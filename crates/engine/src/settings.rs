// SPDX-License-Identifier: BUSL-1.1
// Copyright (c) 2026 Alfred Jean LLC

//! Frozen per-file settings.
//!
//! A `FrozenSettings` snapshot is built once and shared behind an `Arc`.
//! Reconfiguration installs a new snapshot; existing ones never change, so
//! a writer holding a reference never sees a half-applied update.

use fl_adapters::FileAppender;
use fl_core::{normalize_file_id, ConfigError, FileOptions, LoggerOptions, TextEncoding};
use std::collections::HashMap;
use std::fmt;
use std::path::PathBuf;
use std::sync::Arc;

/// Settings for one log file.
#[derive(Clone)]
pub struct FileSettings {
    /// Directory the file id is resolved against.
    pub base_path: PathBuf,
    /// Size limit in bytes; 0 disables size-based splitting.
    pub max_file_size: u64,
    /// chrono strftime pattern for the date postfix.
    pub date_format: Option<String>,
    /// Zero pattern for the counter postfix.
    pub counter_format: String,
    pub encoding: TextEncoding,
    pub ensure_base_path: bool,
    /// Queue capacity; 0 means unbounded.
    pub max_queue_size: usize,
    /// Storage medium; `None` uses the processor's fallback appender.
    pub appender: Option<Arc<dyn FileAppender>>,
}

impl Default for FileSettings {
    fn default() -> Self {
        Self::from_options(&FileOptions::default())
    }
}

impl fmt::Debug for FileSettings {
    fn fmt(&self, f: &mut fmt::Formatter<'_>) -> fmt::Result {
        f.debug_struct("FileSettings")
            .field("base_path", &self.base_path)
            .field("max_file_size", &self.max_file_size)
            .field("date_format", &self.date_format)
            .field("counter_format", &self.counter_format)
            .field("encoding", &self.encoding)
            .field("ensure_base_path", &self.ensure_base_path)
            .field("max_queue_size", &self.max_queue_size)
            .field("appender", &self.appender.as_ref().map(|_| "custom"))
            .finish()
    }
}

impl FileSettings {
    pub fn from_options(options: &FileOptions) -> Self {
        Self {
            base_path: options.base_path_or_default(),
            max_file_size: options.max_file_size_or_default(),
            date_format: options.date_format_or_default().map(str::to_string),
            counter_format: options.counter_format_or_default().to_string(),
            encoding: options.encoding_or_default(),
            ensure_base_path: options.ensure_base_path_or_default(),
            max_queue_size: options.max_queue_size_or_default(),
            appender: None,
        }
    }

    pub fn with_appender(mut self, appender: Arc<dyn FileAppender>) -> Self {
        self.appender = Some(appender);
        self
    }

    /// Whether file names carry a date or counter postfix.
    pub fn has_postfix(&self) -> bool {
        self.date_format.is_some() || self.max_file_size > 0
    }
}

/// Immutable snapshot of settings for every known file id.
#[derive(Debug, Clone, Default)]
pub struct FrozenSettings {
    defaults: Arc<FileSettings>,
    files: HashMap<String, Arc<FileSettings>>,
}

impl FrozenSettings {
    /// Snapshot where every file id uses `defaults`.
    pub fn new(defaults: FileSettings) -> Self {
        Self {
            defaults: Arc::new(defaults),
            files: HashMap::new(),
        }
    }

    /// Add settings for one file id.
    pub fn with_file(mut self, id: &str, settings: FileSettings) -> Self {
        self.files.insert(normalize_file_id(id), Arc::new(settings));
        self
    }

    /// Freeze validated options. `appender`, when given, is used for every
    /// file.
    pub fn freeze(
        options: &LoggerOptions,
        appender: Option<Arc<dyn FileAppender>>,
    ) -> Result<Self, ConfigError> {
        options.validate()?;
        let with_appender = |mut settings: FileSettings| {
            settings.appender = appender.clone();
            settings
        };
        let mut frozen = Self::new(with_appender(FileSettings::from_options(&options.defaults)));
        for (id, file) in options.resolved_files() {
            frozen
                .files
                .insert(id, Arc::new(with_appender(FileSettings::from_options(&file))));
        }
        Ok(frozen)
    }

    /// Settings for `id` (already normalized), falling back to the defaults.
    pub fn get(&self, id: &str) -> Arc<FileSettings> {
        self.files
            .get(id)
            .cloned()
            .unwrap_or_else(|| Arc::clone(&self.defaults))
    }

    pub fn defaults(&self) -> &FileSettings {
        &self.defaults
    }

    /// Configured file ids, sorted.
    pub fn file_ids(&self) -> Vec<String> {
        let mut ids: Vec<String> = self.files.keys().cloned().collect();
        ids.sort();
        ids
    }
}

#[cfg(test)]
#[path = "settings_tests.rs"]
mod tests;
// SPDX-License-Identifier: BUSL-1.1
// Copyright (c) 2026 Alfred Jean LLC

//! Front-end adapter: turns log calls into entries for the processor.

use crate::error::ProcessorError;
use crate::processor::FileLogProcessor;
use fl_core::{
    BufferPool, Clock, LogFileEntry, LogLevel, LogRecord, PlainTextBuilder, ScopeStack,
    TextBuilder,
};
use std::error::Error;
use std::sync::Arc;

/// Initial scratch capacity beyond the message length.
const RECORD_OVERHEAD: usize = 128;

/// A named logger writing to a fixed set of files.
///
/// Each call formats the record once and queues the text for every file.
/// Write outcomes are never reported back; only a disposed processor
/// produces an error.
#[derive(Clone)]
pub struct FileLogger {
    category: Arc<str>,
    processor: Arc<FileLogProcessor>,
    files: Arc<[String]>,
    builder: Arc<dyn TextBuilder>,
    clock: Arc<dyn Clock>,
    buffers: BufferPool,
}

impl FileLogger {
    pub fn new<I, S>(processor: Arc<FileLogProcessor>, category: &str, files: I) -> Self
    where
        I: IntoIterator<Item = S>,
        S: Into<String>,
    {
        let clock = Arc::clone(processor.context().clock());
        Self {
            category: Arc::from(category),
            processor,
            files: files.into_iter().map(Into::into).collect(),
            builder: Arc::new(PlainTextBuilder::default()),
            clock,
            buffers: BufferPool::new(),
        }
    }

    pub fn with_text_builder(mut self, builder: Arc<dyn TextBuilder>) -> Self {
        self.builder = builder;
        self
    }

    /// Share scratch buffers with other loggers.
    pub fn with_buffer_pool(mut self, buffers: BufferPool) -> Self {
        self.buffers = buffers;
        self
    }

    /// Logger for another category sharing files, builder and buffers.
    pub fn for_category(&self, category: &str) -> Self {
        Self {
            category: Arc::from(category),
            ..self.clone()
        }
    }

    pub fn category(&self) -> &str {
        &self.category
    }

    pub fn files(&self) -> &[String] {
        &self.files
    }

    pub fn log(
        &self,
        level: LogLevel,
        scopes: &ScopeStack,
        message: &str,
    ) -> Result<(), ProcessorError> {
        self.log_event(level, 0, scopes, message, None)
    }

    pub fn log_event(
        &self,
        level: LogLevel,
        event_id: u32,
        scopes: &ScopeStack,
        message: &str,
        error: Option<&(dyn Error + 'static)>,
    ) -> Result<(), ProcessorError> {
        if self.files.is_empty() {
            return Ok(());
        }
        let timestamp = self.clock.now();
        let record = LogRecord {
            level,
            category: &self.category,
            event_id,
            message,
            timestamp,
            scopes,
            error,
        };
        let mut text = self.buffers.rent(message.len() + RECORD_OVERHEAD);
        self.builder.build(&record, &mut text);

        for file in self.files.iter() {
            self.processor
                .enqueue(file, LogFileEntry::new(text.as_str(), timestamp))?;
        }
        Ok(())
    }
}

#[cfg(test)]
#[path = "logger_tests.rs"]
mod tests;
// SPDX-License-Identifier: BUSL-1.1
// Copyright (c) 2026 Alfred Jean LLC

//! Diagnostic sinks.
//!
//! The pipeline never reports write problems to logging callers. Instead it
//! emits a [`DiagnosticEvent`] to the context's sink.

use fl_core::DiagnosticEvent;

/// Receives diagnostic events. Implementations must not block.
pub trait DiagnosticSink: Send + Sync + 'static {
    fn emit(&self, event: &DiagnosticEvent);
}

impl<F> DiagnosticSink for F
where
    F: Fn(&DiagnosticEvent) + Send + Sync + 'static,
{
    fn emit(&self, event: &DiagnosticEvent) {
        self(event)
    }
}

/// Forwards events to `tracing`.
#[derive(Debug, Clone, Copy, Default)]
pub struct TracingDiagnostics;

impl DiagnosticSink for TracingDiagnostics {
    fn emit(&self, event: &DiagnosticEvent) {
        match event {
            DiagnosticEvent::QueuesCompletionForced => {
                tracing::warn!(event = event.name(), "{}", event);
            }
            DiagnosticEvent::LogEntryDropped { file, .. } => {
                tracing::warn!(event = event.name(), file = %file, "{}", event);
            }
            DiagnosticEvent::LogEntryWriteFailed { file, error, .. } => {
                tracing::error!(
                    event = event.name(),
                    file = %file,
                    error = %error,
                    "{}",
                    event
                );
            }
        }
    }
}

#[cfg(any(test, feature = "test-support"))]
mod recording {
    #![cfg_attr(coverage_nightly, coverage(off))]

    use super::DiagnosticSink;
    use fl_core::DiagnosticEvent;
    use parking_lot::Mutex;
    use std::sync::Arc;

    /// Sink that keeps every event for later assertions.
    #[derive(Debug, Clone, Default)]
    pub struct RecordingDiagnostics {
        events: Arc<Mutex<Vec<DiagnosticEvent>>>,
    }

    impl RecordingDiagnostics {
        pub fn new() -> Self {
            Self::default()
        }

        pub fn events(&self) -> Vec<DiagnosticEvent> {
            self.events.lock().clone()
        }

        /// Number of recorded events with the given name.
        pub fn count(&self, name: &str) -> usize {
            self.events
                .lock()
                .iter()
                .filter(|event| event.name() == name)
                .count()
        }

        pub fn clear(&self) {
            self.events.lock().clear();
        }
    }

    impl DiagnosticSink for RecordingDiagnostics {
        fn emit(&self, event: &DiagnosticEvent) {
            self.events.lock().push(event.clone());
        }
    }
}

#[cfg(any(test, feature = "test-support"))]
pub use recording::RecordingDiagnostics;

#[cfg(test)]
#[path = "diagnostics_tests.rs"]
mod tests;
// SPDX-License-Identifier: BUSL-1.1
// Copyright (c) 2026 Alfred Jean LLC

//! Text encodings supported for log files.

use serde::{Deserialize, Serialize};

/// Encoding used to turn entry text into file bytes.
///
/// The preamble (byte order mark) is written once at the start of every
/// new file.
#[derive(Debug, Clone, Copy, PartialEq, Eq, Default, Serialize, Deserialize)]
#[serde(rename_all = "kebab-case")]
pub enum TextEncoding {
    #[default]
    Utf8,
    Utf8Bom,
    Utf16Le,
    Utf16Be,
}

impl TextEncoding {
    pub fn preamble(self) -> &'static [u8] {
        match self {
            TextEncoding::Utf8 => &[],
            TextEncoding::Utf8Bom => &[0xEF, 0xBB, 0xBF],
            TextEncoding::Utf16Le => &[0xFF, 0xFE],
            TextEncoding::Utf16Be => &[0xFE, 0xFF],
        }
    }

    /// Number of bytes `text` occupies once encoded (preamble excluded).
    pub fn byte_count(self, text: &str) -> u64 {
        match self {
            TextEncoding::Utf8 | TextEncoding::Utf8Bom => text.len() as u64,
            TextEncoding::Utf16Le | TextEncoding::Utf16Be => {
                text.encode_utf16().count() as u64 * 2
            }
        }
    }

    /// Append the encoded form of `text` to `buf`.
    pub fn encode_into(self, text: &str, buf: &mut Vec<u8>) {
        match self {
            TextEncoding::Utf8 | TextEncoding::Utf8Bom => buf.extend_from_slice(text.as_bytes()),
            TextEncoding::Utf16Le => {
                buf.reserve(text.len() * 2);
                for unit in text.encode_utf16() {
                    buf.extend_from_slice(&unit.to_le_bytes());
                }
            }
            TextEncoding::Utf16Be => {
                buf.reserve(text.len() * 2);
                for unit in text.encode_utf16() {
                    buf.extend_from_slice(&unit.to_be_bytes());
                }
            }
        }
    }
}

#[cfg(test)]
#[path = "encoding_tests.rs"]
mod tests;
⁂
--- EXERCISE DETAILS ---
Which lines of the records above contain the word "preamble"? Copy each of them.

--- WRITTEN RESPONSE ---
/// The preamble (byte order mark) is written once at the start of every
    pub fn preamble(self) -> &'static [u8] {
    /// Number of bytes `text` occupies once encoded (preamble excluded).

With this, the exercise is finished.